At first, Thomas wasn’t sure what had woken him. With some difficulty, he levered himself onto his side in the plush bed and scanned the room. Sunrise? No, well past. Though the windows were high and narrow here, as everywhere else in the castle, they faced east. Light flooded the room and made him blink drowsily and rub his eyes.
Beside him, Jane slept on, her back turned toward him, her hair strewn across the pillows. One pale, plump shoulder peeked from beneath the covers, tempting him to trace its curve with his fingertips. God, but she was so beautifully sensual. Three times he’d taken her last night—twice more than he’d intended and thrice more than he ought—and still his ungrateful cock had woken hard and eager. His hand moved, almost involuntarily, to touch her.
But no, he cautioned himself, forcing himself to lean back into his pillow and close his eyes. They’d spoken only of one night. And it was most definitely morning.
He didn’t think he’d drifted off, but the sound of voices—a pair of them, at least, and one of them agitated—came from the sitting room and jerked him to wakefulness again. Was that what had disturbed him before? He glanced at the door; thankfully, the key was still in the lock. Probably just Esme, chattering to herself as she swept the hearth.
Before his body had begun to relax again, the door to the bedchamber shuddered in its frame as if struck. He sat bolt upright. From the sitting room came another muffled but urgent-sounding exchange.
“Jane!” he laid his hand on that tempting shoulder to jostle her as he spoke softly but sharply near her ear. “Wake up! I think someone’s trying to break down the door.”
Shoving hair from her face, she scrambled upright and clutched the sheets to her chest, evidently startled as much to find herself sharing her bed as by the news he’d imparted. “Wha—what did you say?”
But he had no need to repeat himself, for at that moment, something again rammed into the door, followed by a low moan and more scolding.

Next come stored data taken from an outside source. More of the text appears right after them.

//! Typed column storage.
//!
//! A [`Column`] couples a [`ColumnData`] buffer with an optional validity
//! bitmap (bit set = value present) and a cached null count. Value slots and
//! validity bits correspond one to one; reading the value slot of a null row
//! yields the type's filler value and is only meaningful after a validity
//! check. Evaluation kernels match once on the [`ColumnData`] variant and
//! then run over the concrete slice.

use rust_decimal::Decimal;
use schema::{LogicalType, TimeUnit};
use selection::Bitmap;

use crate::value::Scalar;

/// The physical storage of one column.
#[derive(Debug, Clone)]
pub enum ColumnData {
    I8(Vec<i8>),
    I16(Vec<i16>),
    I32(Vec<i32>),
    I64(Vec<i64>),
    F32(Vec<f32>),
    F64(Vec<f64>),
    Decimal {
        precision: u8,
        scale: u32,
        values: Vec<Decimal>,
    },
    Bool(Vec<bool>),
    /// Arrow-style string storage: `offsets.len() == rows + 1`, the bytes of
    /// row `i` are `bytes[offsets[i]..offsets[i + 1]]`.
    Utf8 {
        offsets: Vec<u32>,
        bytes: Vec<u8>,
    },
    /// Days since the Unix epoch.
    Date(Vec<i32>),
    Timestamp {
        unit: TimeUnit,
        values: Vec<i64>,
    },
    /// Low-cardinality strings: each row holds a code into `values`. Null
    /// rows carry code 0 as filler.
    Dictionary {
        keys: Vec<i32>,
        values: Vec<String>,
    },
}

impl ColumnData {
    /// Number of rows stored.
    pub fn len(&self) -> usize {
        match self {
            Self::I8(v) => v.len(),
            Self::I16(v) => v.len(),
            Self::I32(v) => v.len(),
            Self::I64(v) => v.len(),
            Self::F32(v) => v.len(),
            Self::F64(v) => v.len(),
            Self::Decimal { values, .. } => values.len(),
            Self::Bool(v) => v.len(),
            Self::Utf8 { offsets, .. } => offsets.len().saturating_sub(1),
            Self::Date(v) => v.len(),
            Self::Timestamp { values, .. } => values.len(),
            Self::Dictionary { keys, .. } => keys.len(),
        }
    }

    pub fn is_empty(&self) -> bool {
        self.len() == 0
    }

    /// The logical type this storage realises.
    pub fn logical_type(&self) -> LogicalType {
        match self {
            Self::I8(_) => LogicalType::Int8,
            Self::I16(_) => LogicalType::Int16,
            Self::I32(_) => LogicalType::Int32,
            Self::I64(_) => LogicalType::Int64,
            Self::F32(_) => LogicalType::Float32,
            Self::F64(_) => LogicalType::Float64,
            Self::Decimal {
                precision, scale, ..
            } => LogicalType::Decimal {
                precision: *precision,
                scale: *scale,
            },
            Self::Bool(_) => LogicalType::Bool,
            Self::Utf8 { .. } => LogicalType::Utf8,
            Self::Date(_) => LogicalType::Date,
            Self::Timestamp { unit, .. } => LogicalType::Timestamp(*unit),
            Self::Dictionary { .. } => LogicalType::Dictionary,
        }
    }
}

/// One frozen column: storage plus null tracking.
#[derive(Debug, Clone)]
pub struct Column {
    data: ColumnData,
    // None = no nulls anywhere in the column.
    validity: Option<Bitmap>,
    null_count: usize,
}

impl Column {
    /// Assemble a column from raw parts. The store builder validates row
    /// counts and bounds at freeze time.
    pub fn from_raw(data: ColumnData, validity: Option<Bitmap>, null_count: usize) -> Self {
        Self {
            data,
            validity,
            null_count,
        }
    }

    pub fn len(&self) -> usize {
        self.data.len()
    }

    pub fn is_empty(&self) -> bool {
        self.data.is_empty()
    }

    pub fn logical_type(&self) -> LogicalType {
        self.data.logical_type()
    }

    pub fn data(&self) -> &ColumnData {
        &self.data
    }

    /// The validity bitmap, or `None` when the column holds no nulls.
    pub fn validity(&self) -> Option<&Bitmap> {
        self.validity.as_ref()
    }

    pub fn null_count(&self) -> usize {
        self.null_count
    }

    pub fn is_null(&self, row: usize) -> bool {
        match &self.validity {
            Some(validity) => !validity.get(row),
            None => false,
        }
    }

    /// The string at `row` for Utf8 storage. Panics on other storages; the
    /// caller dispatches on [`Self::logical_type`] first.
    pub fn str_at(&self, row: usize) -> &str {
        match &self.data {
            ColumnData::Utf8 { offsets, bytes } => {
                let (lo, hi) = (offsets[row] as usize, offsets[row + 1] as usize);
                // Offsets are validated at freeze time and bytes come from
                // &str inputs, so the slice is valid UTF-8.
                std::str::from_utf8(&bytes[lo..hi]).expect("frozen Utf8 column holds valid UTF-8")
            }
            ColumnData::Dictionary { keys, values } => &values[keys[row] as usize],
            _ => panic!("str_at on non-string column"),
        }
    }

    /// The dictionary of a dictionary-encoded column.
    pub fn dictionary(&self) -> Option<&[String]> {
        match &self.data {
            ColumnData::Dictionary { values, .. } => Some(values),
            _ => None,
        }
    }

    /// The value at `row` as an owned [`Scalar`].
    pub fn scalar_at(&self, row: usize) -> Scalar {
        if self.is_null(row) {
            return Scalar::Null;
        }

        match &self.data {
            ColumnData::I8(v) => Scalar::I8(v[row]),
            ColumnData::I16(v) => Scalar::I16(v[row]),
            ColumnData::I32(v) => Scalar::I32(v[row]),
            ColumnData::I64(v) => Scalar::I64(v[row]),
            ColumnData::F32(v) => Scalar::F32(v[row]),
            ColumnData::F64(v) => Scalar::F64(v[row]),
            ColumnData::Decimal { values, .. } => Scalar::Decimal(values[row]),
            ColumnData::Bool(v) => Scalar::Bool(v[row]),
            ColumnData::Utf8 { .. } => Scalar::Str(self.str_at(row).to_owned()),
            ColumnData::Date(v) => Scalar::Date(v[row]),
            ColumnData::Timestamp { unit, values } => Scalar::Timestamp {
                value: values[row],
                unit: *unit,
            },
            ColumnData::Dictionary { keys, values } => {
                Scalar::Str(values[keys[row] as usize].clone())
            }
        }
    }

    /// Approximate heap footprint in bytes.
    pub fn size(&self) -> usize {
        let data = match &self.data {
            ColumnData::I8(v) => v.len(),
            ColumnData::I16(v) => v.len() * 2,
            ColumnData::I32(v) => v.len() * 4,
            ColumnData::I64(v) => v.len() * 8,
            ColumnData::F32(v) => v.len() * 4,
            ColumnData::F64(v) => v.len() * 8,
            ColumnData::Decimal { values, .. } => values.len() * std::mem::size_of::<Decimal>(),
            ColumnData::Bool(v) => v.len(),
            ColumnData::Utf8 { offsets, bytes } => offsets.len() * 4 + bytes.len(),
            ColumnData::Date(v) => v.len() * 4,
            ColumnData::Timestamp { values, .. } => values.len() * 8,
            ColumnData::Dictionary { keys, values } => {
                keys.len() * 4 + values.iter().map(|s| s.len()).sum::<usize>()
            }
        };
        let validity = self
            .validity
            .as_ref()
            .map(|v| v.blocks().len() * 8)
            .unwrap_or(0);
        data + validity
    }
}

// Constructors from optional-value vectors; the filler for null slots is the
// type default so value buffers stay dense.
macro_rules! option_vec_ctor {
    ($fn_name:ident, $ty:ty, $variant:ident) => {
        /// Build a column from per-row optional values.
        pub fn $fn_name(values: Vec<Option<$ty>>) -> Column {
            let (data, validity, null_count) = split_nulls(values);
            Column::from_raw(ColumnData::$variant(data), validity, null_count)
        }
    };
}

impl Column {
    option_vec_ctor!(from_i8_opts, i8, I8);
    option_vec_ctor!(from_i16_opts, i16, I16);
    option_vec_ctor!(from_i32_opts, i32, I32);
    option_vec_ctor!(from_i64_opts, i64, I64);
    option_vec_ctor!(from_f32_opts, f32, F32);
    option_vec_ctor!(from_f64_opts, f64, F64);
    option_vec_ctor!(from_bool_opts, bool, Bool);
    option_vec_ctor!(from_date_opts, i32, Date);

    /// Build a decimal column from per-row optional values.
    pub fn from_decimal_opts(
        precision: u8,
        scale: u32,
        values: Vec<Option<Decimal>>,
    ) -> Self {
        let (values, validity, null_count) = split_nulls(values);
        Self::from_raw(
            ColumnData::Decimal {
                precision,
                scale,
                values,
            },
            validity,
            null_count,
        )
    }

    /// Build a timestamp column from per-row optional values in `unit`.
    pub fn from_timestamp_opts(unit: TimeUnit, values: Vec<Option<i64>>) -> Self {
        let (values, validity, null_count) = split_nulls(values);
        Self::from_raw(ColumnData::Timestamp { unit, values }, validity, null_count)
    }

    /// Build a directly-stored string column.
    pub fn from_utf8_opts(values: Vec<Option<&str>>) -> Self {
        let rows = values.len();
        let mut offsets = Vec::with_capacity(rows + 1);
        let mut bytes = Vec::new();
        let mut validity = Bitmap::all_set(rows);
        let mut null_count = 0;

        offsets.push(0u32);
        for (i, value) in values.iter().enumerate() {
            match value {
                Some(s) => bytes.extend_from_slice(s.as_bytes()),
                None => {
                    validity.clear(i);
                    null_count += 1;
                }
            }
            offsets.push(bytes.len() as u32);
        }

        let validity = (null_count > 0).then_some(validity);
        Self::from_raw(ColumnData::Utf8 { offsets, bytes }, validity, null_count)
    }

    /// Build a dictionary-encoded string column. Distinct values are
    /// assigned codes in first-appearance order.
    pub fn from_dictionary_opts(values: Vec<Option<&str>>) -> Self {
        let rows = values.len();
        let mut dict: Vec<String> = Vec::new();
        let mut lookup: hashbrown::HashMap<String, i32> = hashbrown::HashMap::new();
        let mut keys = Vec::with_capacity(rows);
        let mut validity = Bitmap::all_set(rows);
        let mut null_count = 0;

        for (i, value) in values.iter().enumerate() {
            match value {
                Some(s) => {
                    let code = *lookup.entry_ref(*s).or_insert_with(|| {
                        dict.push((*s).to_owned());
                        (dict.len() - 1) as i32
                    });
                    keys.push(code);
                }
                None => {
                    keys.push(0);
                    validity.clear(i);
                    null_count += 1;
                }
            }
        }

        let validity = (null_count > 0).then_some(validity);
        Self::from_raw(
            ColumnData::Dictionary { keys, values: dict },
            validity,
            null_count,
        )
    }
}

fn split_nulls<T: Default + Copy>(values: Vec<Option<T>>) -> (Vec<T>, Option<Bitmap>, usize) {
    let rows = values.len();
    let mut data = Vec::with_capacity(rows);
    let mut validity = Bitmap::all_set(rows);
    let mut null_count = 0;

    for (i, value) in values.into_iter().enumerate() {
        match value {
            Some(v) => data.push(v),
            None => {
                data.push(T::default());
                validity.clear(i);
                null_count += 1;
            }
        }
    }

    (data, (null_count > 0).then_some(validity), null_count)
}

#[cfg(test)]
mod test {
    use super::*;

    #[test]
    fn primitive_column() {
        let col = Column::from_i32_opts(vec![Some(1), None, Some(3)]);
        assert_eq!(col.len(), 3);
        assert_eq!(col.null_count(), 1);
        assert!(col.is_null(1));
        assert!(!col.is_null(0));
        assert_eq!(col.scalar_at(0), Scalar::I32(1));
        assert_eq!(col.scalar_at(1), Scalar::Null);
        assert_eq!(col.logical_type(), LogicalType::Int32);
    }

    #[test]
    fn no_null_column_has_no_validity() {
        let col = Column::from_i64_opts(vec![Some(1), Some(2)]);
        assert!(col.validity().is_none());
        assert_eq!(col.null_count(), 0);
    }

    #[test]
    fn utf8_column() {
        let col = Column::from_utf8_opts(vec![Some("alpha"), None, Some(""), Some("z")]);
        assert_eq!(col.len(), 4);
        assert_eq!(col.str_at(0), "alpha");
        assert_eq!(col.str_at(2), "");
        assert_eq!(col.str_at(3), "z");
        assert!(col.is_null(1));
        assert_eq!(col.scalar_at(3), Scalar::Str("z".to_owned()));
    }

    #[test]
    fn dictionary_column() {
        let col =
            Column::from_dictionary_opts(vec![Some("eng"), Some("ops"), Some("eng"), None]);
        assert_eq!(col.dictionary().unwrap(), &["eng".to_owned(), "ops".to_owned()]);
        match col.data() {
            ColumnData::Dictionary { keys, .. } => assert_eq!(keys, &vec![0, 1, 0, 0]),
            _ => unreachable!(),
        }
        assert_eq!(col.str_at(2), "eng");
        assert!(col.is_null(3));
        assert_eq!(col.scalar_at(3), Scalar::Null);
    }

    #[test]
    fn timestamp_column() {
        let col = Column::from_timestamp_opts(TimeUnit::Millisecond, vec![Some(10), None]);
        assert_eq!(col.logical_type(), LogicalType::Timestamp(TimeUnit::Millisecond));
        assert_eq!(
            col.scalar_at(0),
            Scalar::Timestamp {
                value: 10,
                unit: TimeUnit::Millisecond
            }
        );
    }
}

And then a voice spoke near enough to the keyhole that the words could be clearly heard. “Och, Dougan, get up wit’ ye, ye worthless lump. Mrs. Higginbotham, canna you hear me? Oh, what am I t’ do?”
“Mrs. Murdoch.” He and Jane spoke as one, and he felt sure it must be his imagination, but Jane looked...amused.
Whether or not she found the housekeeper’s attempt to barge in upon them entertaining, she scrambled from the bed to put a stop to it. Thomas caught no more than a glimpse of her naked curves before she snatched up her dressing gown from a bench at the foot of the bed and slipped it on.
“You’ll have to hide yourself,” she urged, gathering up his clothes and boots and shoving them in his direction, “while I try to sort out what the devil has gotten into Agnes. In the wardrobe,” she added impatiently, pointing toward that ancient piece of furniture while he was still searching for the doorway to a dressing room or the like. “There’s nowhere else you’ll fit.”
Fit was overstating the case, for though the wardrobe was both tall and deep, it was also full of Jane’s clothes, both mourning gowns and many others in brighter and paler shades, perhaps from before the time she had donned her Mrs. Higginbotham disguise. No chance of slipping into his breeches while hidden inside; try as he might, he couldn’t even close both doors behind him.
The narrow gap between the doors did have an advantage, however. It allowed him to watch as Jane marched with surprising calm to the chamber door, twisted the key, and flung it open. Dougan, who had evidently been primed for another assault on the stout panel, came barging into the room instead, head lowered, and tumbled onto the floor.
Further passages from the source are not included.